AKIL YOKSUNU GAMMAZ Bak sevgili Ertuğrul.. Daha 4 gün önce, benim ismimi kullanarak okunur olmaya çalışan bir garip çocuk, senin gazetende, akıl ve izan ölçülerini tamamen altüst edecek bir yazı kaleme alıp, aklı sıra bana vurmaya kalktı.. Bu çocuğun akıl ve izandan yoksun yazısı, bir yazı içindeki en basit bir ironiyi bile anlamaktan aciz olduğunu gösteriyordu.. Yazıdaki en basit ironiyi anlayamayan beyni, anlayamadığı ironiyi gammazlamayı tercih ediyordu.. Bu yazı, senin çok iyi yapmaya çalıştığını söylediğin ve "Kimsenin babasının malı değil" dediğin Hürriyet gazetesinin eklerinde yer alıyor..
BU KİME HÜRRİYET! Al o yazıya bir daha bak.. Yazıdaki ironiyi anlayamayan, anlayamadığı şeyi de gammazlamaya kalkan o yazıya bir daha bak, sonra otur düşün.. Yazılarında kendine, "Allahım ben neyim?.. Maymun iştahlı bir seyyah mı, alelade bir bukalemun mu?
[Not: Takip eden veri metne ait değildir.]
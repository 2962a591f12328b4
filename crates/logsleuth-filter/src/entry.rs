use lazy_static::lazy_static;
use regex::Regex;
use serde::Serialize;

use logsleuth_source::LogLine;

lazy_static! {
    /// `[YYYY-MM-DDTHH:MM:SS.sssZ]` at the start of a line opens a new entry.
    static ref ENTRY_START: Regex =
        Regex::new(r"^\[\d{4}-\d{2}-\d{2}T\d{2}:\d{2}:\d{2}\.\d{3}Z\]").unwrap();
}

/// Whether `line` begins a new log entry.
pub fn is_entry_start(line: &str) -> bool {
    ENTRY_START.is_match(line)
}

/// How a line relates to the entry it is reported with.
#[derive(Debug, Clone, Copy, PartialEq, Eq, Serialize)]
#[serde(rename_all = "snake_case")]
pub enum LineKind {
    /// The timestamped first line.
    Header,
    /// Belongs to the entry by the header rule.
    Continuation,
    /// Trailing line added by context widening; not owned by the entry.
    Context,
}

#[derive(Debug, Clone, PartialEq, Eq, Serialize)]
pub struct EntryLine {
    pub number: usize,
    pub text: String,
    pub kind: LineKind,
}

impl EntryLine {
    fn from_line(line: LogLine, kind: LineKind) -> Self {
        Self {
            number: line.number,
            text: line.text,
            kind,
        }
    }
}

/// A reconstructed log entry: a header plus its continuation lines, followed
/// by any context lines.
#[derive(Debug, Clone, PartialEq, Eq, Serialize)]
pub struct LogEntry {
    pub lines: Vec<EntryLine>,
}

impl LogEntry {
    pub(crate) fn start(header: LogLine) -> Self {
        Self {
            lines: vec![EntryLine::from_line(header, LineKind::Header)],
        }
    }

    pub(crate) fn push(&mut self, line: LogLine, kind: LineKind) {
        self.lines.push(EntryLine::from_line(line, kind));
    }

    pub(crate) fn push_context(&mut self, line: &LogLine) {
        self.lines.push(EntryLine {
            number: line.number,
            text: line.text.clone(),
            kind: LineKind::Context,
        });
    }

    pub fn header(&self) -> &EntryLine {
        &self.lines[0]
    }

    /// Header and continuation lines.
    pub fn owned_lines(&self) -> impl Iterator<Item = &EntryLine> {
        self.lines.iter().filter(|l| l.kind != LineKind::Context)
    }

    pub fn context_lines(&self) -> impl Iterator<Item = &EntryLine> {
        self.lines.iter().filter(|l| l.kind == LineKind::Context)
    }

    /// Owned lines joined with newlines.
    pub fn text(&self) -> String {
        self.owned_lines()
            .map(|l| l.text.as_str())
            .collect::<Vec<_>>()
            .join("\n")
    }
}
Yoksa mukallit bir maymun mu?.." diye yazıp, "Üçüncü şempanzenin gece ziyareti" başlığını koyabilen bir yazaryönetmenin Hürriyet gazetesi böyle mi olmalı?.. O en basit ironiyi anlayamayan beyin, sen Hürriyet'in genel yayın yönetmeni değil de başka bir gazetenin yazarı olsaydın, "Üçüncü Şempanzenin Gece Ziyareti," "Evet Ben Bir Sabetayistim," "Tek Deklare Dönek," "İhanete ve Dönekliğe Methiye.." diye başlık koyduğun yazılardan, senin idamını istemez miydi?.. Böylesine bir kin ve düşmanlık dolu yazı, Hürriyet gazetesinde nasıl çıkıyor?.. Sana soruyorum sevgili Ertuğrul.. Bu nasıl Hürriyet?.. Bu kime hürriyet?..
'CESUR YÜREK' GÜÇLÜ! Peki, sayfalarını bu kafaların doldurduğu Hürriyet'in dünkü manşetinde ne var sevgili Ertuğrul?.. "Ben buradayım gitmiyorum" manşeti.. 7 sütuna.. Kim buradaymış, gitmiyormuş.. Hürriyet'in anlatımıyla, "PKK'nın ölümle tehdit ettiği Kürd-Der sözcüsü İbrahim Güçlü.." İbrahim Güçlü'yü PKK ölümle tehdit etmişmiş, ama İsveç vatandaşı olduğu halde İbrahim Güçlü Bey, cesur olduğundan Mehmet Uzun'un yaptığı gibi Türkiye'yi bırakıp gitmiyormuş.. Hürriyet gazetesi, Güçlü'den PKK'ya cevap diye, İbrahim Bey'in cesur ve vatansever tavrını 7 sütuna manşet yapmış.. Üstelik birinci sayfadan, kör gözlerin bile görmesi için..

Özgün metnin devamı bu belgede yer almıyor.